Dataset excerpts
------------------------------
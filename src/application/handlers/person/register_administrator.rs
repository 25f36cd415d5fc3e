//! RegisterAdministratorHandler - Command handler for registering an administrator.

use std::sync::Arc;

use crate::application::TicketingError;
use crate::domain::person::Person;
use crate::ports::PersonRepository;

use super::ensure_email_unused;

/// Command to register an administrator.
#[derive(Debug, Clone)]
pub struct RegisterAdministratorCommand {
    pub name: String,
    pub email: String,
}

/// Result of successful registration.
#[derive(Debug, Clone)]
pub struct RegisterAdministratorResult {
    pub administrator: Person,
}

/// Handler for registering administrators.
pub struct RegisterAdministratorHandler {
    persons: Arc<dyn PersonRepository>,
}

impl RegisterAdministratorHandler {
    pub fn new(persons: Arc<dyn PersonRepository>) -> Self {
        Self { persons }
    }

    pub async fn handle(
        &self,
        cmd: RegisterAdministratorCommand,
    ) -> Result<RegisterAdministratorResult, TicketingError> {
        let administrator = Person::new_administrator(cmd.name, cmd.email)?;
        ensure_email_unused(self.persons.as_ref(), administrator.email()).await?;

        self.persons.add(&administrator).await?;

        tracing::info!(person_id = %administrator.id(), "Administrator registered");

        Ok(RegisterAdministratorResult { administrator })
    }
}
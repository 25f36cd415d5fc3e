//! GetEventRevenueHandler - Query handler for an event's revenue.

use std::sync::Arc;

use crate::application::{EntityKind, TicketingError};
use crate::domain::foundation::{EventId, Money};
use crate::ports::EventRepository;

/// Query for the revenue of one event.
#[derive(Debug, Clone)]
pub struct GetEventRevenueQuery {
    pub event_id: EventId,
}

/// Revenue summary of an event.
#[derive(Debug, Clone, PartialEq, Eq)]
pub struct GetEventRevenueResult {
    pub event_id: EventId,
    /// Sum of prices over unavailable tickets.
    pub revenue: Money,
    pub unavailable_tickets: usize,
    pub total_tickets: usize,
}

/// Handler for event revenue.
pub struct GetEventRevenueHandler {
    events: Arc<dyn EventRepository>,
}

impl GetEventRevenueHandler {
    pub fn new(events: Arc<dyn EventRepository>) -> Self {
        Self { events }
    }

    pub async fn handle(
        &self,
        query: GetEventRevenueQuery,
    ) -> Result<GetEventRevenueResult, TicketingError> {
        let event = self
            .events
            .find_by_id(query.event_id)
            .await?
            .ok_or_else(|| TicketingError::not_found(EntityKind::Event, query.event_id))?;

        Ok(GetEventRevenueResult {
            event_id: event.id(),
            revenue: event.revenue(),
            unavailable_tickets: event.unavailable_count(),
            total_tickets: event.tickets().len(),
        })
    }
}
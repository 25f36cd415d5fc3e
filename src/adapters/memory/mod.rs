//! In-memory store adapter.
//!
//! A single [`InMemoryTicketingStore`] implements every repository port and
//! the unit of work, so cross-collection rules (cascades, restricts, batch
//! commits) run under one lock.

mod store;

pub use store::InMemoryTicketingStore;
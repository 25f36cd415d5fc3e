//! Booking handlers.
//!
//! ## Commands
//! - Booking a ticket for a customer
//! - Cancelling a customer's booking
//!
//! ## Queries
//! - Listing a customer's active bookings

mod book_ticket;
mod cancel_booking;
mod get_active_bookings;

// Commands
pub use book_ticket::{BookTicketCommand, BookTicketHandler, BookTicketResult};
pub use cancel_booking::{CancelBookingCommand, CancelBookingHandler, CancelBookingResult};

// Queries
pub use get_active_bookings::{
    ActiveBooking, GetActiveBookingsHandler, GetActiveBookingsQuery, GetActiveBookingsResult,
};
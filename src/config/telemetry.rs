//! Telemetry configuration

use serde::Deserialize;

use super::ValidationError;

/// Log output settings consumed by [`crate::telemetry::init`].
#[derive(Debug, Clone, Deserialize)]
pub struct TelemetryConfig {
    /// Filter directive, e.g. `info` or `event_ticketing=debug,info`.
    /// `RUST_LOG` takes precedence when set.
    #[serde(default = "default_log_level")]
    pub log_level: String,

    /// Emit JSON lines instead of human-readable output
    #[serde(default)]
    pub json: bool,
}

fn default_log_level() -> String {
    "info".to_string()
}

impl Default for TelemetryConfig {
    fn default() -> Self {
        Self {
            log_level: default_log_level(),
            json: false,
        }
    }
}

impl TelemetryConfig {
    /// Validate telemetry configuration
    pub fn validate(&self) -> Result<(), ValidationError> {
        if self.log_level.trim().is_empty() {
            return Err(ValidationError::MissingRequired("telemetry.log_level"));
        }
        tracing_subscriber::EnvFilter::try_new(&self.log_level)
            .map_err(|e| ValidationError::InvalidLogFilter(e.to_string()))?;
        Ok(())
    }
}

#[cfg(test)]
mod tests {
    use super::*;

    #[test]
    fn defaults_to_plain_info() {
        let config = TelemetryConfig::default();
        assert_eq!(config.log_level, "info");
        assert!(!config.json);
        assert!(config.validate().is_ok());
    }

    #[test]
    fn empty_log_level_is_rejected() {
        let config = TelemetryConfig {
            log_level: "  ".to_string(),
            json: false,
        };
        assert_eq!(
            config.validate(),
            Err(ValidationError::MissingRequired("telemetry.log_level"))
        );
    }

    #[test]
    fn module_directives_are_accepted() {
        let config = TelemetryConfig {
            log_level: "event_ticketing=debug,warn".to_string(),
            json: true,
        };
        assert!(config.validate().is_ok());
    }

    #[test]
    fn deserializes_with_defaults() {
        let config: TelemetryConfig = serde_json::from_str(r#"{"json": true}"#).unwrap();
        assert_eq!(config.log_level, "info");
        assert!(config.json);
    }
}
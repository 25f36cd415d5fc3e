//! DeleteCategoryHandler - Command handler for deleting a category.

use std::sync::Arc;

use crate::application::{TicketingError, TicketingLocks};
use crate::domain::foundation::CategoryId;
use crate::ports::CategoryRepository;

/// Command to delete a category.
#[derive(Debug, Clone)]
pub struct DeleteCategoryCommand {
    pub category_id: CategoryId,
}

/// Result of deleting a category.
#[derive(Debug, Clone)]
pub struct DeleteCategoryResult {
    pub category_id: CategoryId,
}

/// Handler for deleting categories. Grouped events are not touched.
pub struct DeleteCategoryHandler {
    categories: Arc<dyn CategoryRepository>,
    locks: Arc<TicketingLocks>,
}

impl DeleteCategoryHandler {
    pub fn new(categories: Arc<dyn CategoryRepository>, locks: Arc<TicketingLocks>) -> Self {
        Self { categories, locks }
    }

    pub async fn handle(
        &self,
        cmd: DeleteCategoryCommand,
    ) -> Result<DeleteCategoryResult, TicketingError> {
        let _category_guard = self.locks.categories.acquire(cmd.category_id).await;
        self.categories.remove(cmd.category_id).await?;
        Ok(DeleteCategoryResult {
            category_id: cmd.category_id,
        })
    }
}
------------------------------
Task to carry out:
What you give back must be the stretch above, starting at the line with "pub struct DeleteCategoryCommand" and ending at the line with "pub struct DeleteCategoryHandler", copied exactly.

Answer to this task:
pub struct DeleteCategoryCommand {
    pub category_id: CategoryId,
}

/// Result of deleting a category.
#[derive(Debug, Clone)]
pub struct DeleteCategoryResult {
    pub category_id: CategoryId,
}

/// Handler for deleting categories. Grouped events are not touched.
pub struct DeleteCategoryHandler {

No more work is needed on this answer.